Die Animation fällt meist enttäuschend statisch aus, mit Gestik und Mimik wird viel zu wenig angestellt, was wahrscheinlich auch ein wesentlicher Grund dafür ist, dass die Leute einen so unterkühlten und in letzter Konsequenz beinahe unsympathischen Eindruck hinterlassen. Es spricht für sich, dass die sprechende Katze in der Geschichte lebendiger und detaillierter rüberkommt als die menschlichen Figuren. Was diese Makel so hervorstehen lässt, sind vielleicht auch die oft richtig schicken, malerischen Hintergründe (der Dschungel!), die sich mit den Charakteren beißen bzw. in manchen Szenen überhaupt nicht damit zusammenpassen. Wie aus zwei verschiedenen Welten zusammengemixt.
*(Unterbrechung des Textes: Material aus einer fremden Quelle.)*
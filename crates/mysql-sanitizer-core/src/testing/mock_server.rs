//! Mock MySQL server for integration testing.
//!
//! A lightweight scripted server that:
//! - Greets connecting clients and accepts (or rejects) authentication
//! - Records every command packet received
//! - Returns configurable multi-packet responses per command byte

use std::collections::HashMap;
use std::sync::Arc;

use tokio::net::{TcpListener, TcpStream};
use tokio::sync::{broadcast, RwLock};

use crate::protocol::constants::{COM_QUERY, COM_QUIT};
use crate::protocol::packet::{classify, Packet, PacketKind};
use crate::protocol::wire::{write_lenenc_int, write_string_or_null};
use crate::upstream::UpstreamStream;

/// A recorded command-phase packet.
#[derive(Debug, Clone)]
pub struct ServerCall {
    /// The command byte (first payload byte).
    pub command: u8,
    /// The packet's sequence id.
    pub sequence_id: u8,
    /// The complete payload including the command byte.
    pub payload: Vec<u8>,
}

impl ServerCall {
    /// The payload after the command byte.
    #[must_use]
    pub fn argument(&self) -> &[u8] {
        &self.payload[1..]
    }

    /// The statement text for query commands.
    #[must_use]
    pub fn query_text(&self) -> Option<String> {
        (self.command == COM_QUERY)
            .then(|| String::from_utf8_lossy(self.argument()).into_owned())
    }
}

/// Response generator function type.
pub type ResponseGenerator = Arc<dyn Fn(&ServerCall) -> Vec<Packet> + Send + Sync>;

/// Mock MySQL server for testing.
pub struct MockMysqlServer {
    address: String,
    listener: Option<TcpListener>,
    shutdown_tx: Option<broadcast::Sender<()>>,
    call_log: Arc<RwLock<Vec<ServerCall>>>,
    response_handlers: Arc<RwLock<HashMap<u8, ResponseGenerator>>>,
    auth_verdict: Arc<RwLock<Packet>>,
    timeout_install_response: Arc<RwLock<Option<Packet>>>,
}

impl MockMysqlServer {
    /// Create a new mock server that will bind to the given address.
    pub fn new(address: impl Into<String>) -> Self {
        Self {
            address: address.into(),
            listener: None,
            shutdown_tx: None,
            call_log: Arc::new(RwLock::new(Vec::new())),
            response_handlers: Arc::new(RwLock::new(HashMap::new())),
            auth_verdict: Arc::new(RwLock::new(Packet::ok(2))),
            timeout_install_response: Arc::new(RwLock::new(None)),
        }
    }

    /// Start the mock server.
    ///
    /// Returns the actual address the server is listening on.
    ///
    /// # Errors
    ///
    /// Returns an error if binding to the address fails.
    pub async fn start(&mut self) -> std::io::Result<String> {
        let listener = TcpListener::bind(&self.address).await?;
        let actual_address = listener.local_addr()?.to_string();
        self.address = actual_address.clone();
        self.listener = Some(listener);

        let (shutdown_tx, _) = broadcast::channel::<()>(1);
        self.shutdown_tx = Some(shutdown_tx.clone());

        let listener = self.listener.take().expect("listener was just stored");
        let call_log = self.call_log.clone();
        let response_handlers = self.response_handlers.clone();
        let auth_verdict = self.auth_verdict.clone();
        let timeout_install = self.timeout_install_response.clone();
        let mut shutdown_rx = shutdown_tx.subscribe();

        // Spawn the accept loop
        tokio::spawn(async move {
            loop {
                tokio::select! {
                    _ = shutdown_rx.recv() => {
                        break;
                    }
                    result = listener.accept() => {
                        match result {
                            Ok((stream, _addr)) => {
                                let call_log = call_log.clone();
                                let response_handlers = response_handlers.clone();
                                let auth_verdict = auth_verdict.clone();
                                let timeout_install = timeout_install.clone();
                                let shutdown_rx = shutdown_tx.subscribe();

                                tokio::spawn(async move {
                                    Self::handle_connection(
                                        stream,
                                        call_log,
                                        response_handlers,
                                        auth_verdict,
                                        timeout_install,
                                        shutdown_rx,
                                    )
                                    .await;
                                });
                            }
                            Err(_) => break,
                        }
                    }
                }
            }
        });

        Ok(actual_address)
    }

    /// Stop the mock server.
    pub async fn stop(&mut self) {
        if let Some(tx) = self.shutdown_tx.take() {
            let _ = tx.send(());
        }
    }

    /// Register a response generator for a command byte.
    pub async fn register_response(&self, command: u8, handler: ResponseGenerator) {
        self.response_handlers.write().await.insert(command, handler);
    }

    /// Replace the authentication verdict sent after the handshake
    /// response. Anything other than an OK packet closes the connection
    /// after it is sent, like a real server.
    pub async fn set_auth_verdict(&self, verdict: Packet) {
        *self.auth_verdict.write().await = verdict;
    }

    /// Replace the reply to the statement-time-limit installation query
    /// every proxied session opens with. The default is an OK packet.
    pub async fn set_timeout_install_response(&self, response: Packet) {
        *self.timeout_install_response.write().await = Some(response);
    }

    /// Get all recorded command packets.
    pub async fn get_calls(&self) -> Vec<ServerCall> {
        self.call_log.read().await.clone()
    }

    /// Get recorded commands filtered by command byte.
    pub async fn get_calls_for_command(&self, command: u8) -> Vec<ServerCall> {
        self.call_log
            .read()
            .await
            .iter()
            .filter(|c| c.command == command)
            .cloned()
            .collect()
    }

    /// Clear the call log.
    pub async fn clear_calls(&self) {
        self.call_log.write().await.clear();
    }

    /// Get the server address.
    #[must_use]
    pub fn address(&self) -> &str {
        &self.address
    }

    /// Handle a single proxied session.
    async fn handle_connection(
        stream: TcpStream,
        call_log: Arc<RwLock<Vec<ServerCall>>>,
        response_handlers: Arc<RwLock<HashMap<u8, ResponseGenerator>>>,
        auth_verdict: Arc<RwLock<Packet>>,
        timeout_install: Arc<RwLock<Option<Packet>>>,
        mut shutdown_rx: broadcast::Receiver<()>,
    ) {
        let mut stream = UpstreamStream::from_stream(stream, "mock-client".to_string());

        // Handshake: greeting out, response in, verdict out.
        let greeting = Packet {
            sequence_id: 0,
            payload: greeting_payload(),
        };
        if stream.write_packet(&greeting).await.is_err() {
            return;
        }
        if stream.next_packet().await.is_err() {
            return;
        }

        let verdict = auth_verdict.read().await.clone();
        let accepted = classify(&verdict.payload) == PacketKind::Ok;
        if stream.write_packet(&verdict).await.is_err() || !accepted {
            return;
        }

        loop {
            let packet = tokio::select! {
                _ = shutdown_rx.recv() => break,
                result = stream.next_packet() => match result {
                    Ok(packet) => packet,
                    Err(_) => break,
                },
            };

            let Some(&command) = packet.payload.first() else {
                break;
            };
            let call = ServerCall {
                command,
                sequence_id: packet.sequence_id,
                payload: packet.payload,
            };
            call_log.write().await.push(call.clone());

            // A real server closes its side on QUIT without replying.
            if command == COM_QUIT {
                break;
            }

            let responses = if is_timeout_install(&call) {
                match timeout_install.read().await.clone() {
                    Some(packet) => vec![packet],
                    None => vec![Packet::ok(call.sequence_id.wrapping_add(1))],
                }
            } else {
                let handlers = response_handlers.read().await;
                match handlers.get(&command) {
                    Some(handler) => handler(&call),
                    None => vec![Packet::ok(call.sequence_id.wrapping_add(1))],
                }
            };

            for response in &responses {
                if stream.write_packet(response).await.is_err() {
                    return;
                }
            }
        }
    }
}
Möchte auch nicht zuu negativ klingen. Die Abenteuer-Elemente und diverse Maschinen hatten auf jeden Fall ihren Reiz. Es ist nur frustrierend, wenn man, wie gesagt, Potential darin erkennt, das nicht genutzt wurde. Man kürze den Anfang auf die Hälfte der Zeit zusammen, verwende einen Stil für die Charaktere, der zum Beispiel mehr in Richtung Mike Mignola oder Disney's Atlantis geht, lasse einige der sinnlosen Übertreibungen weg und ersetze sie durch Schmerz, und - BÄM! - wir hätten einen neuen Genre-Klassiker gehabt, der bei mir ganz hoch im Kurs stehen würde. Verdammt, selbst als typischer Anime hätte das hier besser funktioniert. Ohnehin erinnert die Prämisse, speziell im letzten Drittel, irgendwie an Blue Submarine No 6. Aber so wie es ist? Eine kaputte, trostlos-graue Steampunk-Welt mit alternativem Geschichtsverlauf und phantastischer Verschwörung geht in meinen Augen absolut nicht mit solch einer Unbekümmertheit und forcierter Gewaltlosigkeit zusammen. Der Film traut sich gar nichts; kann sich nicht entscheiden, ob er ernst genommen oder als leicht verdauliche Version eines Pulp-Comics verstanden werden möchte.